%%

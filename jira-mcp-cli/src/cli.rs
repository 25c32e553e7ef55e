use clap::{Parser, Subcommand};

#[derive(Parser, Debug)]
#[command(name = "jira-mcp")]
#[command(version)]
#[command(about = "An MCP server bridging agent clients to a Jira-compatible issue tracker")]
#[command(long_about = "
jira-mcp exposes a Jira-compatible issue tracker's REST API as MCP tools
for agent-style clients. Connection credentials come from the environment:
JIRA_EMAIL, JIRA_HOST, JIRA_TOKEN, and optionally JIRA_CONTEXT.

Example usage:
  jira-mcp serve      # Run as MCP server over stdio
  jira-mcp doctor     # Check configuration and connectivity
  jira-mcp completion bash > ~/.bashrc.d/jira-mcp  # Generate bash completions
")]
pub struct Cli {
    #[command(subcommand)]
    pub command: Option<Commands>,

    /// Enable verbose logging
    #[arg(short, long)]
    pub verbose: bool,

    /// Enable debug logging
    #[arg(short, long)]
    pub debug: bool,

    /// Suppress all output except errors
    #[arg(short, long)]
    pub quiet: bool,
}

#[derive(Subcommand, Debug)]
pub enum Commands {
    /// Run as MCP server (default when invoked via stdio)
    #[command(long_about = "
Runs jira-mcp as an MCP server over stdio. The server will:

- Validate JIRA_EMAIL, JIRA_HOST, and JIRA_TOKEN (all required; every
  missing variable is named in the startup error)
- Build one authenticated client to the remote tracker
- Register the tool catalog and answer tool invocations until shutdown

Example:
  jira-mcp serve
  # Or configure in your agent client's MCP settings
")]
    Serve,
    /// Diagnose configuration and connectivity issues
    #[command(long_about = "
Checks each required environment variable (reporting every missing one),
then verifies connectivity and authentication against the remote tracker.

Exit codes:
  0 - All checks passed
  1 - Warnings found
  2 - Errors found

Example:
  jira-mcp doctor
")]
    Doctor,
    /// Generate shell completions
    Completion {
        /// Shell to generate completions for
        shell: clap_complete::Shell,
    },
}

impl Cli {
    pub fn parse_args() -> Self {
        Self::parse()
    }
}

#[cfg(test)]
mod tests {
    use super::*;

    #[test]
    fn test_cli_parses_serve() {
        let cli = Cli::try_parse_from(["jira-mcp", "serve"]).unwrap();
        assert!(matches!(cli.command, Some(Commands::Serve)));
    }

    #[test]
    fn test_cli_parses_doctor_with_flags() {
        let cli = Cli::try_parse_from(["jira-mcp", "--verbose", "doctor"]).unwrap();
        assert!(cli.verbose);
        assert!(matches!(cli.command, Some(Commands::Doctor)));
    }

    #[test]
    fn test_cli_rejects_unknown_command() {
        assert!(Cli::try_parse_from(["jira-mcp", "frobnicate"]).is_err());
    }
}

%%

Exercise>
Please copy out every entry exactly, with nothing omitted.

Result for this exercise>
filename jira-mcp-cli/src/cli.rs
repository 25c32e553e7ef55e
use clap::{Parser, Subcommand};

#[derive(Parser, Debug)]
#[command(name = "jira-mcp")]
#[command(version)]
#[command(about = "An MCP server bridging agent clients to a Jira-compatible issue tracker")]
#[command(long_about = "
jira-mcp exposes a Jira-compatible issue tracker's REST API as MCP tools
for agent-style clients. Connection credentials come from the environment:
JIRA_EMAIL, JIRA_HOST, JIRA_TOKEN, and optionally JIRA_CONTEXT.

Example usage:
  jira-mcp serve      # Run as MCP server over stdio
  jira-mcp doctor     # Check configuration and connectivity
  jira-mcp completion bash > ~/.bashrc.d/jira-mcp  # Generate bash completions
")]
pub struct Cli {
    #[command(subcommand)]
    pub command: Option<Commands>,

    /// Enable verbose logging
    #[arg(short, long)]
    pub verbose: bool,

    /// Enable debug logging
    #[arg(short, long)]
    pub debug: bool,

    /// Suppress all output except errors
    #[arg(short, long)]
    pub quiet: bool,
}

#[derive(Subcommand, Debug)]
pub enum Commands {
    /// Run as MCP server (default when invoked via stdio)
    #[command(long_about = "
Runs jira-mcp as an MCP server over stdio. The server will:

- Validate JIRA_EMAIL, JIRA_HOST, and JIRA_TOKEN (all required; every
  missing variable is named in the startup error)
- Build one authenticated client to the remote tracker
- Register the tool catalog and answer tool invocations until shutdown

Example:
  jira-mcp serve
  # Or configure in your agent client's MCP settings
")]
    Serve,
    /// Diagnose configuration and connectivity issues
    #[command(long_about = "
Checks each required environment variable (reporting every missing one),
then verifies connectivity and authentication against the remote tracker.

Exit codes:
  0 - All checks passed
  1 - Warnings found
  2 - Errors found

Example:
  jira-mcp doctor
")]
    Doctor,
    /// Generate shell completions
    Completion {
        /// Shell to generate completions for
        shell: clap_complete::Shell,
    },
}

impl Cli {
    pub fn parse_args() -> Self {
        Self::parse()
    }
}

#[cfg(test)]
mod tests {
    use super::*;

    #[test]
    fn test_cli_parses_serve() {
        let cli = Cli::try_parse_from(["jira-mcp", "serve"]).unwrap();
        assert!(matches!(cli.command, Some(Commands::Serve)));
    }

    #[test]
    fn test_cli_parses_doctor_with_flags() {
        let cli = Cli::try_parse_from(["jira-mcp", "--verbose", "doctor"]).unwrap();
        assert!(cli.verbose);
        assert!(matches!(cli.command, Some(Commands::Doctor)));
    }

    #[test]
    fn test_cli_rejects_unknown_command() {
        assert!(Cli::try_parse_from(["jira-mcp", "frobnicate"]).is_err());
    }
}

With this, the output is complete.